Si cela vous arrive parfois de lever les yeux de votre smartphone, quand vous arpentez les rues de la Capitale, vous ne les raterez certainement pas. Des messages mystérieux, des questions et des mots en tag, finissant pour la plupart par un point d’interrogation, décorent certains bâtiments de la ville et peignent avec cynisme un ras le bol national d’une génération.
C’est un petit personnage simpliste tagué en noir, un peu partout, principalement sur les murs de Tunis-centre, de la Médina, mais également à Sidi Bou Saïd, le Kram … et paraît-il, à Kelibia et à Djerba, mais de cela, nous n’avons aucune confirmation… Nous y reviendrons.
Ce petit personnage qui semble s’incruster, s’imposer et déranger avec ruse et humour en lançant ses questions subtiles, ses réflexions brèves qui se jouent de la curiosité des passants et des internautes qui suivent les publications du traqueur N°1, “Dismalden[1] ” de celui qu’on appelle désormais “le Riddler tunisien”.
Un personnage “in”
Le suffixe “in” en arabe, et par la même occasion en tunisien, (je m’adresse ici aux non arabophones), s’ajoute pour désigner les “ils” comme les “nous” et les “vous”. Ajouté à un adjectif et privé de son sujet-verbe, s’embrouillent les pistes et se dégage un message fédérateur, convergeant qui nie et supprime et frontières entre les “nous”, les “vous” et les “ils”, pour n’en faire plus qu’un. Un “on” sans importance, sans identité et sans genre. Aussi anonyme et mystérieux que notre Riddler.
A qui s’adresse-t-il ? que leur dit-il ?
Rien de vraiment clair. Un mot unique et pluriel en forme de questionnement. On dirait qu’il interpelle, qu’il s’en moque, ou qu’il appelle à prendre conscience de ce qu’on est réellement. Libre est l'interprétation.
“ Arnaqueurs ? Marginalisés ? Emprisonnés (ou en érection, à vous de voir) ? Possédés (par les démons) ? pressés ? Indécis ? “Bourrés ? Indignés ? Pionniers ? Expulsés ? Colonisés ?[2] ”
Rien, ni personne ne semble échapper à l’oeil et à la bombe du Riddler, peignant avec ses questions et tag une mosaïque qui résume, un peuple, une rue, une génération.

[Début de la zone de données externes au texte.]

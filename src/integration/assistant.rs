//! One submission, end to end
//!
//! Input → generate → classify → parse → speak intro → log. Every failure
//! after input validation becomes text in the Other panel, so there is no
//! partial-success path: an accepted query always yields an outcome and a
//! log record.

use crate::integration::config::AppConfig;
use crate::integration::submission::{InputError, InputMode, Query, SubmissionOutcome, SubmissionStage};
use crate::interaction_log::InteractionLog;
use crate::llm::classifier::parse_classified;
use crate::llm::gateway::Gateway;
use crate::llm::prompts::markers;
use crate::llm::transport::HttpTransport;
use crate::speech::{
    CommandRecognizer, CommandSpeaker, NoRecognizer, SilentSpeaker, SpeechToText, TextToSpeech,
};
use crate::{JarvisError, Result};
use std::sync::Arc;
use tracing::{error, info, warn};

pub struct Assistant {
    gateway: Gateway,
    log: InteractionLog,
    recognizer: Arc<dyn SpeechToText>,
    speaker: Arc<dyn TextToSpeech>,
}

impl Assistant {
    pub fn new(
        gateway: Gateway,
        log: InteractionLog,
        recognizer: Arc<dyn SpeechToText>,
        speaker: Arc<dyn TextToSpeech>,
    ) -> Self {
        Self {
            gateway,
            log,
            recognizer,
            speaker,
        }
    }

    /// Wire the HTTP transport and speech programs named in the config
    pub fn from_config(config: &AppConfig) -> Result<Self> {
        let transport = HttpTransport::new(&config.gateway)
            .map_err(|e| JarvisError::ConfigError(format!("HTTP client: {}", e)))?;
        let gateway = Gateway::new(config.models.clone(), Arc::new(transport));

        let recognizer: Arc<dyn SpeechToText> = match config
            .speech
            .stt_command
            .as_deref()
            .and_then(CommandRecognizer::from_command_line)
        {
            Some(recognizer) => Arc::new(recognizer),
            None => Arc::new(NoRecognizer),
        };

        let speaker: Arc<dyn TextToSpeech> = match config
            .speech
            .tts_command
            .as_deref()
            .and_then(CommandSpeaker::from_command_line)
        {
            Some(speaker) => Arc::new(speaker),
            None => Arc::new(SilentSpeaker),
        };

        Ok(Self::new(
            gateway,
            InteractionLog::new(&config.log_path),
            recognizer,
            speaker,
        ))
    }

    pub fn gateway(&self) -> &Gateway {
        &self.gateway
    }

    pub fn log(&self) -> &InteractionLog {
        &self.log
    }

    /// Turn input into a validated query
    ///
    /// In speech mode the typed text is ignored and the recognizer is
    /// asked for an utterance instead.
    pub fn prepare(&self, mode: InputMode, typed: &str) -> std::result::Result<Query, InputError> {
        match mode {
            InputMode::Text => Query::new(typed),
            InputMode::Speech => {
                let heard = self.recognizer.recognize()?;
                info!("Recognized speech: {}", heard);
                Query::new(&heard)
            }
        }
    }

    /// Run the generate and classify calls and split the result
    ///
    /// A failed generate skips the classify call; its error text is parsed
    /// like any other reply.
    pub async fn answer(
        &self,
        model_key: &str,
        query: Query,
        mut on_stage: impl FnMut(SubmissionStage),
    ) -> SubmissionOutcome {
        on_stage(SubmissionStage::Generating);
        let output = match self.gateway.generate(model_key, query.as_str()).await {
            Ok(generated) => {
                if markers::contains_markers(&generated) {
                    warn!("Generated text already contains layout delimiters");
                }
                on_stage(SubmissionStage::Classifying);
                self.gateway
                    .classify(model_key, &generated)
                    .await
                    .unwrap_or_else(|e| e.to_string())
            }
            Err(e) => e.to_string(),
        };

        let response = parse_classified(&output);
        if !response.is_parsed() {
            warn!("Reply did not follow the delimiter layout");
        }

        SubmissionOutcome {
            query: query.into_inner(),
            output,
            response,
        }
    }

    /// Speak the intro and append the log record
    pub fn deliver(&self, outcome: &SubmissionOutcome) {
        self.speaker.speak(&outcome.response.intro);

        if let Err(e) = self.log.log(&outcome.query, &outcome.output) {
            error!("Failed to write interaction log {:?}: {}", self.log.path(), e);
        }
    }

    /// Prepare, answer and deliver in one call
    pub async fn submit(
        &self,
        model_key: &str,
        mode: InputMode,
        typed: &str,
        on_stage: impl FnMut(SubmissionStage),
    ) -> std::result::Result<SubmissionOutcome, InputError> {
        let query = self.prepare(mode, typed)?;
        let outcome = self.answer(model_key, query, on_stage).await;
        self.deliver(&outcome);
        Ok(outcome)
    }
}

#[cfg(test)]
mod tests {
    use super::*;
    use crate::integration::config::SpeechConfig;
    use crate::llm::gateway::ModelCatalog;
    use crate::llm::prompts::PARSE_FAILURE_INTRO;
    use crate::llm::transport::{ChatTransport, TransportError};
    use crate::speech::NoInputRecognized;
    use async_trait::async_trait;
    use std::sync::atomic::{AtomicUsize, Ordering};
    use std::sync::Mutex;

    /// Echoes the prompt for generate, returns a fixed reply for classify
    struct EchoTransport {
        classified: &'static str,
        calls: AtomicUsize,
    }

    #[async_trait]
    impl ChatTransport for EchoTransport {
        async fn complete(&self, _credential: &str, prompt: &str) -> std::result::Result<String, TransportError> {
            let n = self.calls.fetch_add(1, Ordering::SeqCst);
            if n == 0 {
                Ok(prompt.to_string())
            } else {
                Ok(self.classified.to_string())
            }
        }
    }

    struct FailingTransport;

    #[async_trait]
    impl ChatTransport for FailingTransport {
        async fn complete(&self, _credential: &str, _prompt: &str) -> std::result::Result<String, TransportError> {
            Err(TransportError::Unexpected("operation timed out".into()))
        }
    }

    #[derive(Default)]
    struct RecordingSpeaker {
        spoken: Mutex<Vec<String>>,
    }

    impl TextToSpeech for RecordingSpeaker {
        fn speak(&self, text: &str) {
            self.spoken.lock().unwrap().push(text.to_string());
        }
    }

    struct FixedRecognizer(std::result::Result<&'static str, NoInputRecognized>);

    impl SpeechToText for FixedRecognizer {
        fn recognize(&self) -> std::result::Result<String, NoInputRecognized> {
            self.0.map(str::to_string)
        }
    }

    fn assistant(
        transport: Arc<dyn ChatTransport>,
        recognizer: Arc<dyn SpeechToText>,
        speaker: Arc<dyn TextToSpeech>,
        dir: &tempfile::TempDir,
    ) -> Assistant {
        Assistant::new(
            Gateway::new(ModelCatalog::shared("sk"), transport),
            InteractionLog::new(dir.path().join("ai_log.txt")),
            recognizer,
            speaker,
        )
    }

    #[tokio::test]
    async fn test_answer_reports_stages_in_order() {
        let dir = tempfile::tempdir().unwrap();
        let transport = Arc::new(EchoTransport {
            classified: "Hi*&$x!@^y",
            calls: AtomicUsize::new(0),
        });
        let assistant = assistant(transport, Arc::new(NoRecognizer), Arc::new(SilentSpeaker), &dir);

        let mut stages = Vec::new();
        let outcome = assistant
            .answer("Express", Query::new("hello").unwrap(), |s| stages.push(s))
            .await;

        assert_eq!(stages, vec![SubmissionStage::Generating, SubmissionStage::Classifying]);
        assert_eq!(outcome.output, "Hi*&$x!@^y");
        assert_eq!(outcome.response.intro, "Hi");
    }

    #[tokio::test]
    async fn test_failed_generate_skips_classify() {
        let dir = tempfile::tempdir().unwrap();
        let assistant = assistant(
            Arc::new(FailingTransport),
            Arc::new(NoRecognizer),
            Arc::new(SilentSpeaker),
            &dir,
        );

        let mut stages = Vec::new();
        let outcome = assistant
            .answer("Express", Query::new("hello").unwrap(), |s| stages.push(s))
            .await;

        assert_eq!(stages, vec![SubmissionStage::Generating]);
        assert_eq!(outcome.output, "API call failed: operation timed out");
        assert_eq!(outcome.response.intro, PARSE_FAILURE_INTRO);
        assert_eq!(outcome.response.other, outcome.output);
    }

    #[tokio::test]
    async fn test_deliver_speaks_intro_and_logs() {
        let dir = tempfile::tempdir().unwrap();
        let speaker = Arc::new(RecordingSpeaker::default());
        let assistant = assistant(
            Arc::new(FailingTransport),
            Arc::new(NoRecognizer),
            speaker.clone(),
            &dir,
        );

        let outcome = assistant
            .submit("Express", InputMode::Text, "hello", |_| {})
            .await
            .unwrap();

        assert_eq!(*speaker.spoken.lock().unwrap(), vec![PARSE_FAILURE_INTRO.to_string()]);
        let logged = std::fs::read_to_string(assistant.log().path()).unwrap();
        assert!(logged.contains(&format!("INPUT:\nhello\nOUTPUT:\n{}\n", outcome.output)));
    }

    #[tokio::test]
    async fn test_speech_mode_uses_recognizer() {
        let dir = tempfile::tempdir().unwrap();
        let transport = Arc::new(EchoTransport {
            classified: "a*&$b!@^c",
            calls: AtomicUsize::new(0),
        });
        let assistant = assistant(
            transport,
            Arc::new(FixedRecognizer(Ok("what is rust"))),
            Arc::new(SilentSpeaker),
            &dir,
        );

        let outcome = assistant
            .submit("Express", InputMode::Speech, "typed text is ignored", |_| {})
            .await
            .unwrap();
        assert_eq!(outcome.query, "what is rust");
    }

    #[tokio::test]
    async fn test_speech_failure_aborts_without_log() {
        let dir = tempfile::tempdir().unwrap();
        let assistant = assistant(
            Arc::new(FailingTransport),
            Arc::new(FixedRecognizer(Err(NoInputRecognized))),
            Arc::new(SilentSpeaker),
            &dir,
        );

        let err = assistant
            .submit("Express", InputMode::Speech, "", |_| {})
            .await
            .unwrap_err();
        assert_eq!(err, InputError::NotRecognized);
        assert!(!assistant.log().path().exists());
    }

    #[cfg(unix)]
    #[tokio::test]
    async fn test_blank_speech_is_empty_input() {
        let dir = tempfile::tempdir().unwrap();
        let recognizer = CommandRecognizer::from_command_line("echo").unwrap();
        let assistant = assistant(
            Arc::new(FailingTransport),
            Arc::new(recognizer),
            Arc::new(SilentSpeaker),
            &dir,
        );

        let err = assistant
            .submit("Express", InputMode::Speech, "typed text is ignored", |_| {})
            .await
            .unwrap_err();
        assert_eq!(err, InputError::Empty);
        assert_eq!(err.title(), "Input Error");
        assert!(!assistant.log().path().exists());
    }

    #[cfg(unix)]
    #[test]
    fn test_from_config_uses_configured_speech_and_log() {
        let dir = tempfile::tempdir().unwrap();
        let log_path = dir.path().join("custom.log");
        let config = AppConfig::default()
            .with_log_path(log_path.clone())
            .with_speech(SpeechConfig {
                stt_command: Some("echo what is rust".to_string()),
                tts_command: Some("true".to_string()),
            });
        let assistant = Assistant::from_config(&config).unwrap();
        assert_eq!(assistant.log().path(), log_path.as_path());

        let query = assistant.prepare(InputMode::Speech, "").unwrap();
        assert_eq!(query.as_str(), "what is rust");
    }

    #[test]
    fn test_from_config_selects_null_speech() {
        let assistant = Assistant::from_config(&AppConfig::default()).unwrap();
        assert_eq!(assistant.gateway().catalog().len(), 2);
        assert_eq!(assistant.log().path(), std::path::Path::new("ai_log.txt"));
    }
}
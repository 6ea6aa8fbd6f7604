//! Parser for the delimiter-separated classification reply
//!
//! The classify call is asked to answer as `<INTRO>*&$<CODE>!@^<OTHER>`.
//! This module recovers the three fields, falling back to a fixed intro
//! when the reply does not follow the layout.

use crate::llm::prompts::markers::{DELIMITER_A, DELIMITER_B};
use crate::llm::prompts::PARSE_FAILURE_INTRO;

/// The three panels of a classified reply
#[derive(Clone, Debug, Default, PartialEq, Eq)]
pub struct ClassifiedResponse {
    /// Short introduction, displayed and spoken
    pub intro: String,

    /// Program or code content
    pub code: String,

    /// Everything that is neither spoken nor code
    pub other: String,

    /// Whether the reply followed the delimiter layout
    pub parsed: bool,
}

impl ClassifiedResponse {
    /// Create a response from three already-split fields
    pub fn new(intro: impl Into<String>, code: impl Into<String>, other: impl Into<String>) -> Self {
        Self {
            intro: intro.into(),
            code: code.into(),
            other: other.into(),
            parsed: true,
        }
    }

    /// Response for text that did not follow the layout
    pub fn unparsed(text: impl Into<String>) -> Self {
        Self {
            intro: PARSE_FAILURE_INTRO.to_string(),
            code: String::new(),
            other: text.into(),
            parsed: false,
        }
    }

    /// Whether the reply was split successfully
    pub fn is_parsed(&self) -> bool {
        self.parsed
    }
}

/// Split a classified reply into intro, code and other
///
/// Splits on the first `*&$`, then splits what follows on the first
/// `!@^`. Each field is trimmed. If either split finds no delimiter the
/// whole text lands in `other`, unchanged, with the failure intro.
pub fn parse_classified(text: &str) -> ClassifiedResponse {
    let Some((intro, remainder)) = text.split_once(DELIMITER_A) else {
        return ClassifiedResponse::unparsed(text);
    };

    // A `!@^` that only occurs before `*&$` does not count
    let Some((code, other)) = remainder.split_once(DELIMITER_B) else {
        return ClassifiedResponse::unparsed(text);
    };

    ClassifiedResponse::new(intro.trim(), code.trim(), other.trim())
}

#[cfg(test)]
mod tests {
    use super::*;

    #[test]
    fn test_parse_well_formed() {
        let response = parse_classified("Hi*&$print('hi')!@^done");
        assert_eq!(response.intro, "Hi");
        assert_eq!(response.code, "print('hi')");
        assert_eq!(response.other, "done");
        assert!(response.is_parsed());
    }

    #[test]
    fn test_parse_trims_each_field() {
        let response = parse_classified("  Hello!  \n*&$\nfn main() {}\n!@^\n  Notes here \n");
        assert_eq!(response.intro, "Hello!");
        assert_eq!(response.code, "fn main() {}");
        assert_eq!(response.other, "Notes here");
    }

    #[test]
    fn test_parse_keeps_inner_whitespace() {
        let response = parse_classified("Intro*&$def f():\n    return 1\n!@^a  b");
        assert_eq!(response.code, "def f():\n    return 1");
        assert_eq!(response.other, "a  b");
    }

    #[test]
    fn test_parse_empty_fields() {
        let response = parse_classified("Just an intro*&$!@^");
        assert_eq!(response.intro, "Just an intro");
        assert_eq!(response.code, "");
        assert_eq!(response.other, "");
    }

    #[test]
    fn test_parse_splits_on_first_occurrence() {
        let response = parse_classified("a*&$b!@^c*&$d!@^e");
        assert_eq!(response.intro, "a");
        assert_eq!(response.code, "b");
        assert_eq!(response.other, "c*&$d!@^e");
    }

    #[test]
    fn test_parse_without_delimiters() {
        let response = parse_classified("just text");
        assert_eq!(response.intro, PARSE_FAILURE_INTRO);
        assert_eq!(response.code, "");
        assert_eq!(response.other, "just text");
        assert!(!response.is_parsed());
    }

    #[test]
    fn test_parse_missing_second_delimiter() {
        let text = "intro*&$code without other";
        assert_eq!(parse_classified(text), ClassifiedResponse::unparsed(text));
    }

    #[test]
    fn test_parse_missing_first_delimiter() {
        let text = "intro code!@^other";
        assert_eq!(parse_classified(text), ClassifiedResponse::unparsed(text));
    }

    #[test]
    fn test_parse_delimiters_out_of_order() {
        let text = "other!@^code*&$intro";
        assert_eq!(parse_classified(text), ClassifiedResponse::unparsed(text));
    }

    #[test]
    fn test_fallback_keeps_text_unchanged() {
        let text = "  padded \n";
        assert_eq!(parse_classified(text).other, text);
    }

    #[test]
    fn test_error_strings_fall_back() {
        let response = parse_classified("API call failed: connection refused");
        assert_eq!(response.intro, PARSE_FAILURE_INTRO);
        assert_eq!(response.code, "");
        assert_eq!(response.other, "API call failed: connection refused");
    }

    #[test]
    fn test_no_characters_lost_outside_delimiters() {
        let intro = "One";
        let code = "let x = 1;";
        let other = "Three words here";
        let response = parse_classified(&format!("{intro}*&${code}!@^{other}"));
        assert_eq!(
            format!("{}{}{}", response.intro, response.code, response.other),
            format!("{intro}{code}{other}")
        );
    }
}
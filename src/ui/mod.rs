//! UI components and application module
//!
//! This module provides the egui/eframe-based window: code console on the
//! left, narrative text in the centre, controls and the spoken intro on the
//! right.

mod app;
pub mod components;
mod state;
mod theme;

pub use app::JarvisApp;
pub use state::{AppState, Warning};
pub use theme::Theme;

use crate::integration::{AppConfig, Orchestrator};
use tracing::error;

pub const WINDOW_TITLE: &str = "J.A.R.V.I.S. AI System";

/// Start the orchestrator and run the window until it closes
pub fn run(config: AppConfig) -> eframe::Result<()> {
    let mut state = AppState::new(config.models.keys().map(str::to_string).collect());

    match Orchestrator::from_config(&config).and_then(|(orchestrator, handle)| {
        let worker = orchestrator.start()?;
        Ok((handle, worker))
    }) {
        Ok((handle, worker)) => state = state.with_handle(handle).with_worker(worker),
        Err(e) => {
            error!("Failed to start orchestrator: {}", e);
            state.warning = Some(Warning::new("Error", e.user_message()));
        }
    }

    let options = eframe::NativeOptions {
        viewport: egui::ViewportBuilder::default()
            .with_inner_size([1920.0, 1080.0])
            .with_min_inner_size([960.0, 540.0])
            .with_title(WINDOW_TITLE),
        ..Default::default()
    };

    eframe::run_native(
        WINDOW_TITLE,
        options,
        Box::new(|cc| Ok(Box::new(JarvisApp::new(cc, state)))),
    )
}
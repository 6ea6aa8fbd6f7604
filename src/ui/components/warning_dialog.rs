//! Warning dialog component

use crate::ui::state::AppState;
use crate::ui::theme::Theme;
use egui::{self, RichText};

/// Modal-style window for input and speech warnings
pub struct WarningDialog<'a> {
    state: &'a mut AppState,
    theme: &'a Theme,
}

impl<'a> WarningDialog<'a> {
    pub fn new(state: &'a mut AppState, theme: &'a Theme) -> Self {
        Self { state, theme }
    }

    pub fn show(self, ctx: &egui::Context) {
        let Some(warning) = self.state.warning.clone() else {
            return;
        };

        let mut dismissed = false;
        egui::Window::new(RichText::new(warning.title.as_str()).color(self.theme.warning))
            .id(egui::Id::new("warning_dialog"))
            .collapsible(false)
            .resizable(false)
            .anchor(egui::Align2::CENTER_CENTER, egui::Vec2::ZERO)
            .show(ctx, |ui| {
                let label = ui.label(warning.message.as_str());
                let accessible = format!("Warning: {}", warning.message);
                label.widget_info(|| {
                    egui::WidgetInfo::labeled(egui::WidgetType::Label, true, &accessible)
                });

                ui.add_space(self.theme.spacing_sm);
                let ok = ui.button("OK");
                ok.widget_info(|| egui::WidgetInfo::labeled(egui::WidgetType::Button, true, "Dismiss warning"));
                if ok.clicked() {
                    dismissed = true;
                }
            });

        if dismissed {
            self.state.dismiss_warning();
        }
    }
}
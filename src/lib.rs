pub mod integration;
pub mod interaction_log;
pub mod llm;
pub mod speech;
pub mod ui;

use thiserror::Error;

#[derive(Error, Debug, Clone)]
pub enum JarvisError {
    #[error("Configuration error: {0}")]
    ConfigError(String),

    #[error("IO error: {0}")]
    IOError(String),

    #[error("Channel error: {0}")]
    ChannelError(String),

    #[error("Orchestrator error: {0}")]
    OrchestratorError(String),
}

impl From<std::io::Error> for JarvisError {
    fn from(e: std::io::Error) -> Self {
        JarvisError::IOError(e.to_string())
    }
}

impl JarvisError {
    /// Check if this error is recoverable
    pub fn is_recoverable(&self) -> bool {
        match self {
            // Bad settings need the user to fix the environment
            JarvisError::ConfigError(_) => false,
            JarvisError::IOError(_) => false,
            JarvisError::ChannelError(_) => false,
            // The worker may be restarted
            JarvisError::OrchestratorError(_) => true,
        }
    }

    /// Get a user-friendly description
    pub fn user_message(&self) -> String {
        match self {
            JarvisError::ConfigError(_) => {
                "Configuration error. Please check your .env file.".to_string()
            }
            JarvisError::IOError(_) => "File system error occurred.".to_string(),
            JarvisError::ChannelError(_) => {
                "Internal communication error. Please restart the application.".to_string()
            }
            JarvisError::OrchestratorError(_) => {
                "System error occurred. Please try again.".to_string()
            }
        }
    }
}

pub type Result<T> = std::result::Result<T, JarvisError>;
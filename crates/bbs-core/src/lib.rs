//! Core engines for the BBS terminal.
//!
//! Pure, time-parameterised state machines behind the staged reveal of the
//! boot and splash screens, plus the session flag storage that lets a client
//! skip the gate for the rest of its session.
//!
//! # Components
//!
//! - [`CharReveal`]: Reveals one text character by character
//! - [`LineSequencer`]: Chains character reveals over an ordered list of lines
//! - [`CredentialGate`]: Case-insensitive secret check with a transient error
//!   flag
//! - [`SessionStore`]: Injectable key-value store for the unlocked flag
//!
//! # Time
//!
//! No engine reads a clock. Operations take an explicit instant of any type
//! implementing [`Timestamp`], so tests drive them with exact instants and the
//! terminal drives them with `std::time::Instant`. Mounting is `start(now)`,
//! unmounting is `cancel()`; a cancelled engine never reports progress again.

#![forbid(unsafe_code)]
#![deny(missing_docs)]

mod error;
pub mod gate;
pub mod persist;
pub mod reveal;
pub mod sequencer;
pub mod session;
pub mod time;

pub use error::SessionError;
pub use gate::{CredentialGate, ERROR_COOLDOWN, GateOutcome};
pub use persist::replace_file;
pub use reveal::{CharReveal, RevealConfig, RevealEvent, RevealPhase};
pub use sequencer::{LineSequencer, SequenceConfig, SequenceEvent, SequencePhase};
pub use session::{FileSessionStore, MemorySessionStore, SessionStore, UNLOCK_KEY, UNLOCK_VALUE};
pub use time::{Timestamp, TimerSlot};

Sur le mur d’un lycée pilote, celle d’une banque, d’une maison abandonnée, une station de bus, un panneau publicitaire … Tout support est bon pour attirer le regard et susciter la réflexion.
Des cours de définitions
Comme celles qu’on nous pose en philo, l’année du BAC, se succèdent des questions auxquelles aucune réponse ne semble satisfaisante. Demande-t-il des définitions ? des localisations ? des qualifications ?
Libre est l’interprétation.
“Etat ? Chômage ? Opposition ? Faillite ? Sécurité ? Députés ? Transactions ? Campagne ? Crise ? Inflation ? Pourparler ? Dettes ? Justice ?
Il semble par contre évident ce qu’il pointe : ces mots qui inondent les yeux et les oreilles des citoyens dans les médias, desquels se dégagent des concepts vagues, des définitions inintelligibles, des connotations peu convaincantes, et dans lesquels se noie un peuple dans l’incompréhension.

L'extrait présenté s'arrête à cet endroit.